Dataset content:
--*--

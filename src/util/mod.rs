pub mod helper;
pub mod testing;
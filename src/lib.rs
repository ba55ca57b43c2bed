//! daylog library
//!
//! Core functionality for single-day nutrition logging: goal profiles,
//! portion scaling, the append-only daily log, and food discovery.

pub mod build_info;
pub mod mcp;
pub mod models;
pub mod nutrition;
pub mod provider;
pub mod tools;
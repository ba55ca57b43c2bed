//! daylog MCP server implementation
//!
//! Exposes the daily log and food discovery as MCP tools over stdio. The
//! session's log lives behind a mutex on the service; every tool locks it,
//! applies one operation, and releases it, so entries land in confirmation
//! order.

use std::sync::Arc;

use rmcp::handler::server::router::tool::ToolRouter;
use rmcp::handler::server::wrapper::Parameters;
use rmcp::model::{
    CallToolResult, Content, Implementation, ProtocolVersion, ServerCapabilities, ServerInfo,
};
use rmcp::{schemars, tool, tool_handler, tool_router, ErrorData as McpError, ServerHandler};
use serde::Deserialize;
use tokio::sync::Mutex;

use crate::models::{DailyLog, DayType, NutrientRecord};
use crate::provider::FoodProvider;
use crate::tools::status::{StatusTracker, LOG_INSTRUCTIONS};
use crate::tools::{foods, log};

/// daylog MCP service
#[derive(Clone)]
pub struct DayLogService {
    log: Arc<Mutex<DailyLog>>,
    provider: Arc<dyn FoodProvider + Send + Sync>,
    status_tracker: Arc<StatusTracker>,
    tool_router: ToolRouter<DayLogService>,
}

impl DayLogService {
    /// Create a service with an empty log opened on today's date
    pub fn new(provider: Arc<dyn FoodProvider + Send + Sync>) -> Self {
        let today = chrono::Local::now().date_naive();
        Self {
            log: Arc::new(Mutex::new(DailyLog::new(today))),
            provider,
            status_tracker: Arc::new(StatusTracker::new()),
            tool_router: Self::tool_router(),
        }
    }
}

// ============================================================================
// Parameter Structs
// ============================================================================

#[derive(Debug, Deserialize, schemars::JsonSchema)]
pub struct SetDayTypeParams {
    /// Day type: "training" or "rest" (anything else counts as rest)
    pub day_type: String,
}

#[derive(Debug, Deserialize, schemars::JsonSchema)]
pub struct SearchFoodsParams {
    /// Free-text food query (English queries match best)
    pub query: String,
}

#[derive(Debug, Deserialize, schemars::JsonSchema)]
pub struct LookupBarcodeParams {
    /// Barcode digits as printed under the bars (EAN-13 etc.)
    pub code: String,
}

#[derive(Debug, Deserialize, schemars::JsonSchema)]
pub struct PreviewPortionParams {
    /// Portion weight in grams (must be positive)
    pub grams: f64,
    /// Calories per 100 g
    #[serde(default)]
    pub calories_per_100g: f64,
    /// Protein grams per 100 g
    #[serde(default)]
    pub protein_per_100g: f64,
    /// Carbohydrate grams per 100 g
    #[serde(default)]
    pub carbs_per_100g: f64,
    /// Fat grams per 100 g
    #[serde(default)]
    pub fat_per_100g: f64,
}

#[derive(Debug, Deserialize, schemars::JsonSchema)]
pub struct AddLogEntryParams {
    /// Display name for the entry (e.g. "Skyr Naturel - Arla")
    pub name: String,
    /// Portion weight in grams (must be positive)
    pub grams: f64,
    /// Calories per 100 g
    #[serde(default)]
    pub calories_per_100g: f64,
    /// Protein grams per 100 g
    #[serde(default)]
    pub protein_per_100g: f64,
    /// Carbohydrate grams per 100 g
    #[serde(default)]
    pub carbs_per_100g: f64,
    /// Fat grams per 100 g
    #[serde(default)]
    pub fat_per_100g: f64,
}

fn nutrient_record(
    calories: f64,
    protein: f64,
    carbs: f64,
    fat: f64,
) -> NutrientRecord {
    NutrientRecord {
        calories_per_100g: calories,
        protein_per_100g: protein,
        carbs_per_100g: carbs,
        fat_per_100g: fat,
    }
}

fn to_json_result<T: serde::Serialize>(value: &T) -> Result<CallToolResult, McpError> {
    let json = serde_json::to_string_pretty(value)
        .map_err(|e| McpError::internal_error(e.to_string(), None))?;
    Ok(CallToolResult::success(vec![Content::text(json)]))
}

#[tool_router]
impl DayLogService {
    // --- Status ---

    #[tool(description = "Get the current status of the daylog service including build info and the session's log state")]
    async fn daylog_status(&self) -> Result<CallToolResult, McpError> {
        let log = self.log.lock().await;
        to_json_result(&self.status_tracker.get_status(&log))
    }

    #[tool(description = "Get step-by-step instructions for logging a day of eating. Call this when starting a new session or when unsure how to use the tools.")]
    fn log_instructions(&self) -> Result<CallToolResult, McpError> {
        Ok(CallToolResult::success(vec![Content::text(LOG_INSTRUCTIONS)]))
    }

    // --- Day setup ---

    #[tool(description = "Set whether today is a training day or a rest day. Picks the daily calorie and macro targets.")]
    async fn set_day_type(&self, Parameters(p): Parameters<SetDayTypeParams>) -> Result<CallToolResult, McpError> {
        let mut log = self.log.lock().await;
        let result = log::set_day_type(&mut log, DayType::from_str(&p.day_type));
        to_json_result(&result)
    }

    // --- Food discovery ---

    #[tool(description = "Search the OpenFoodFacts database for foods by name. Returns per-100g nutrient values for each hit. An unreachable database gives an empty result, never an error.")]
    async fn search_foods(&self, Parameters(p): Parameters<SearchFoodsParams>) -> Result<CallToolResult, McpError> {
        let result = foods::search_foods(self.provider.as_ref(), &p.query).await;
        to_json_result(&result)
    }

    #[tool(description = "Look up a single product by its barcode digits. Returns per-100g nutrient values when the product is known.")]
    async fn lookup_barcode(&self, Parameters(p): Parameters<LookupBarcodeParams>) -> Result<CallToolResult, McpError> {
        let result = foods::lookup_barcode(self.provider.as_ref(), &p.code).await;
        to_json_result(&result)
    }

    // --- Logging ---

    #[tool(description = "Preview what a gram amount of a food would contribute, without adding it to the log")]
    fn preview_portion(&self, Parameters(p): Parameters<PreviewPortionParams>) -> Result<CallToolResult, McpError> {
        let record = nutrient_record(
            p.calories_per_100g,
            p.protein_per_100g,
            p.carbs_per_100g,
            p.fat_per_100g,
        );
        let result = log::preview_portion(&record, p.grams)
            .map_err(|e| McpError::invalid_params(e, None))?;
        to_json_result(&result)
    }

    #[tool(description = "Add a confirmed food to today's log. Scales the per-100g values to the gram amount and returns the new entry plus updated totals.")]
    async fn add_log_entry(&self, Parameters(p): Parameters<AddLogEntryParams>) -> Result<CallToolResult, McpError> {
        let record = nutrient_record(
            p.calories_per_100g,
            p.protein_per_100g,
            p.carbs_per_100g,
            p.fat_per_100g,
        );
        let mut log = self.log.lock().await;
        let result = log::add_entry(&mut log, &p.name, &record, p.grams)
            .map_err(|e| McpError::invalid_params(e, None))?;
        to_json_result(&result)
    }

    #[tool(description = "Get today's full log: entries in order, totals, remaining amounts against the goal, and calorie progress")]
    async fn get_day_summary(&self) -> Result<CallToolResult, McpError> {
        let log = self.log.lock().await;
        to_json_result(&log::day_summary(&log))
    }

    #[tool(description = "Clear every entry from today's log. The day type stays as selected. There is no undo.")]
    async fn reset_log(&self) -> Result<CallToolResult, McpError> {
        let mut log = self.log.lock().await;
        to_json_result(&log::reset_log(&mut log))
    }
}

// ============================================================================
// Server Handler
// ============================================================================

#[tool_handler]
impl ServerHandler for DayLogService {
    fn get_info(&self) -> ServerInfo {
        ServerInfo {
            protocol_version: ProtocolVersion::LATEST,
            capabilities: ServerCapabilities::builder().enable_tools().build(),
            server_info: Implementation {
                name: "daylog".into(),
                version: crate::build_info::VERSION.into(),
                title: Some("Daily Nutrition Log".into()),
                icons: None,
                website_url: None,
            },
            instructions: Some(
                "daylog - single-day nutrition logging against rest/training goals. \
                 IMPORTANT: Call log_instructions first. \
                 Setup: set_day_type (training or rest). \
                 Discovery: search_foods by name, lookup_barcode by digits. \
                 Logging: preview_portion to show a portion, add_log_entry to confirm it. \
                 Views: get_day_summary for entries/totals/remaining/progress, daylog_status. \
                 Reset: reset_log clears the day; nothing persists between sessions."
                    .into(),
            ),
        }
    }
}
//! MCP server module

mod server;

pub use server::DayLogService;
//! Data models
//!
//! Rust structs for the daily log and its nutrient values.

mod daily_log;
mod goal;
mod log_entry;
mod nutrition;

pub use daily_log::DailyLog;
pub use goal::{DayType, GoalProfile};
pub use log_entry::LogEntry;
pub use nutrition::{NutrientRecord, Remaining, Totals};
//! Daily log MCP tools
//!
//! Mutations and views on the session's log. Every function takes the log
//! explicitly; there is no hidden session state. Gram amounts are validated
//! here, before the scaler ever sees them.

use serde::Serialize;

use crate::models::{DailyLog, DayType, GoalProfile, LogEntry, NutrientRecord, Remaining, Totals};
use crate::nutrition::{scale, ScaledPortion};

/// Response for add_entry
#[derive(Debug, Serialize)]
pub struct AddEntryResponse {
    pub entry: LogEntry,
    pub totals: Totals,
    pub remaining: Remaining,
    pub progress_fraction: f64,
}

/// Response for preview_portion
#[derive(Debug, Serialize)]
pub struct PreviewPortionResponse {
    pub grams: f64,
    pub calories: i64,
    pub protein: f64,
    pub fat: f64,
    pub carbs: f64,
}

/// Response for set_day_type
#[derive(Debug, Serialize)]
pub struct SetDayTypeResponse {
    pub day_type: String,
    pub goal: GoalProfile,
}

/// Response for reset_log
#[derive(Debug, Serialize)]
pub struct ResetLogResponse {
    pub entries_cleared: usize,
}

/// Full day view for the client
#[derive(Debug, Serialize)]
pub struct DaySummary {
    pub date: String,
    pub day_type: String,
    pub goal: GoalProfile,
    pub entries: Vec<LogEntry>,
    pub totals: Totals,
    pub remaining: Remaining,
    pub progress_fraction: f64,
    pub progress_percent: i64,
}

fn validate_grams(grams: f64) -> Result<(), String> {
    if !grams.is_finite() || grams <= 0.0 {
        return Err(format!("Gram amount must be a positive number, got {}", grams));
    }
    Ok(())
}

/// Scale and append a confirmed food addition.
///
/// A rejected add never touches the log.
pub fn add_entry(
    log: &mut DailyLog,
    name: &str,
    nutrients: &NutrientRecord,
    grams: f64,
) -> Result<AddEntryResponse, String> {
    validate_grams(grams)?;

    let entry = LogEntry::new(name, nutrients, grams);
    log.append(entry.clone());

    tracing::info!(name, grams, calories = entry.calories, "entry appended");

    Ok(AddEntryResponse {
        entry,
        totals: log.totals(),
        remaining: log.remaining(),
        progress_fraction: log.progress_fraction(),
    })
}

/// Show what a gram amount of a food would contribute, without logging it
pub fn preview_portion(
    nutrients: &NutrientRecord,
    grams: f64,
) -> Result<PreviewPortionResponse, String> {
    validate_grams(grams)?;

    let ScaledPortion { calories, protein, fat, carbs } = scale(nutrients, grams);
    Ok(PreviewPortionResponse { grams, calories, protein, fat, carbs })
}

/// Switch between rest and training day targets
pub fn set_day_type(log: &mut DailyLog, day_type: DayType) -> SetDayTypeResponse {
    log.set_day_type(day_type);
    SetDayTypeResponse {
        day_type: day_type.as_str().to_string(),
        goal: log.goal(),
    }
}

/// Clear the whole day
pub fn reset_log(log: &mut DailyLog) -> ResetLogResponse {
    let entries_cleared = log.len();
    log.reset();
    tracing::info!(entries_cleared, "log reset");
    ResetLogResponse { entries_cleared }
}

/// The dashboard view: entries in order, totals, goal deltas, progress
pub fn day_summary(log: &DailyLog) -> DaySummary {
    let progress = log.progress_fraction();
    DaySummary {
        date: log.opened_on().format("%Y-%m-%d").to_string(),
        day_type: log.day_type().as_str().to_string(),
        goal: log.goal(),
        entries: log.entries().to_vec(),
        totals: log.totals(),
        remaining: log.remaining(),
        progress_fraction: progress,
        progress_percent: (progress * 100.0) as i64,
    }
}

#[cfg(test)]
mod tests {
    use super::*;
    use chrono::NaiveDate;

    fn new_log() -> DailyLog {
        DailyLog::new(NaiveDate::from_ymd_opt(2024, 3, 11).unwrap())
    }

    fn skyr() -> NutrientRecord {
        NutrientRecord {
            calories_per_100g: 200.0,
            protein_per_100g: 20.0,
            carbs_per_100g: 10.0,
            fat_per_100g: 5.0,
        }
    }

    #[test]
    fn test_add_entry_appends_and_reports() {
        let mut log = new_log();
        let resp = add_entry(&mut log, "Skyr", &skyr(), 150.0).unwrap();
        assert_eq!(resp.entry.calories, 300);
        assert_eq!(resp.totals.calories, 300);
        assert_eq!(resp.remaining.calories, 2200);
        assert_eq!(log.len(), 1);
    }

    #[test]
    fn test_add_entry_rejects_zero_grams() {
        let mut log = new_log();
        assert!(add_entry(&mut log, "Skyr", &skyr(), 0.0).is_err());
        assert!(log.is_empty());
    }

    #[test]
    fn test_add_entry_rejects_negative_grams() {
        let mut log = new_log();
        assert!(add_entry(&mut log, "Skyr", &skyr(), -50.0).is_err());
        assert!(add_entry(&mut log, "Skyr", &skyr(), f64::NAN).is_err());
        assert!(log.is_empty());
    }

    #[test]
    fn test_preview_does_not_mutate() {
        let resp = preview_portion(&skyr(), 150.0).unwrap();
        assert_eq!(resp.calories, 300);
        assert!((resp.protein - 30.0).abs() < 0.001);
        assert!(preview_portion(&skyr(), -1.0).is_err());
    }

    #[test]
    fn test_set_day_type_reports_goal() {
        let mut log = new_log();
        let resp = set_day_type(&mut log, DayType::Training);
        assert_eq!(resp.day_type, "training");
        assert_eq!(resp.goal.calories, 2900);
    }

    #[test]
    fn test_reset_counts_cleared_entries() {
        let mut log = new_log();
        add_entry(&mut log, "A", &skyr(), 100.0).unwrap();
        add_entry(&mut log, "B", &skyr(), 100.0).unwrap();
        let resp = reset_log(&mut log);
        assert_eq!(resp.entries_cleared, 2);
        assert_eq!(reset_log(&mut log).entries_cleared, 0);
    }

    #[test]
    fn test_day_summary_percent() {
        let mut log = new_log();
        add_entry(&mut log, "A", &skyr(), 150.0).unwrap();
        add_entry(&mut log, "B", &skyr(), 225.0).unwrap();
        let summary = day_summary(&log);
        assert_eq!(summary.totals.calories, 750);
        assert!((summary.progress_fraction - 0.3).abs() < 1e-9);
        assert_eq!(summary.progress_percent, 30);
        assert_eq!(summary.date, "2024-03-11");
        assert_eq!(summary.entries.len(), 2);
    }
}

--*--

Problem requirements: Starting at the line that has "over stdio. The" and ending at the line that has "pub struct PreviewPortionParams", please write out the lines above exactly, leaving out all others.

Written solution:
//! Exposes the daily log and food discovery as MCP tools over stdio. The
//! session's log lives behind a mutex on the service; every tool locks it,
//! applies one operation, and releases it, so entries land in confirmation
//! order.

use std::sync::Arc;

use rmcp::handler::server::router::tool::ToolRouter;
use rmcp::handler::server::wrapper::Parameters;
use rmcp::model::{
    CallToolResult, Content, Implementation, ProtocolVersion, ServerCapabilities, ServerInfo,
};
use rmcp::{schemars, tool, tool_handler, tool_router, ErrorData as McpError, ServerHandler};
use serde::Deserialize;
use tokio::sync::Mutex;

use crate::models::{DailyLog, DayType, NutrientRecord};
use crate::provider::FoodProvider;
use crate::tools::status::{StatusTracker, LOG_INSTRUCTIONS};
use crate::tools::{foods, log};

/// daylog MCP service
#[derive(Clone)]
pub struct DayLogService {
    log: Arc<Mutex<DailyLog>>,
    provider: Arc<dyn FoodProvider + Send + Sync>,
    status_tracker: Arc<StatusTracker>,
    tool_router: ToolRouter<DayLogService>,
}

impl DayLogService {
    /// Create a service with an empty log opened on today's date
    pub fn new(provider: Arc<dyn FoodProvider + Send + Sync>) -> Self {
        let today = chrono::Local::now().date_naive();
        Self {
            log: Arc::new(Mutex::new(DailyLog::new(today))),
            provider,
            status_tracker: Arc::new(StatusTracker::new()),
            tool_router: Self::tool_router(),
        }
    }
}

// ============================================================================
// Parameter Structs
// ============================================================================

#[derive(Debug, Deserialize, schemars::JsonSchema)]
pub struct SetDayTypeParams {
    /// Day type: "training" or "rest" (anything else counts as rest)
    pub day_type: String,
}

#[derive(Debug, Deserialize, schemars::JsonSchema)]
pub struct SearchFoodsParams {
    /// Free-text food query (English queries match best)
    pub query: String,
}

#[derive(Debug, Deserialize, schemars::JsonSchema)]
pub struct LookupBarcodeParams {
    /// Barcode digits as printed under the bars (EAN-13 etc.)
    pub code: String,
}

#[derive(Debug, Deserialize, schemars::JsonSchema)]
pub struct PreviewPortionParams {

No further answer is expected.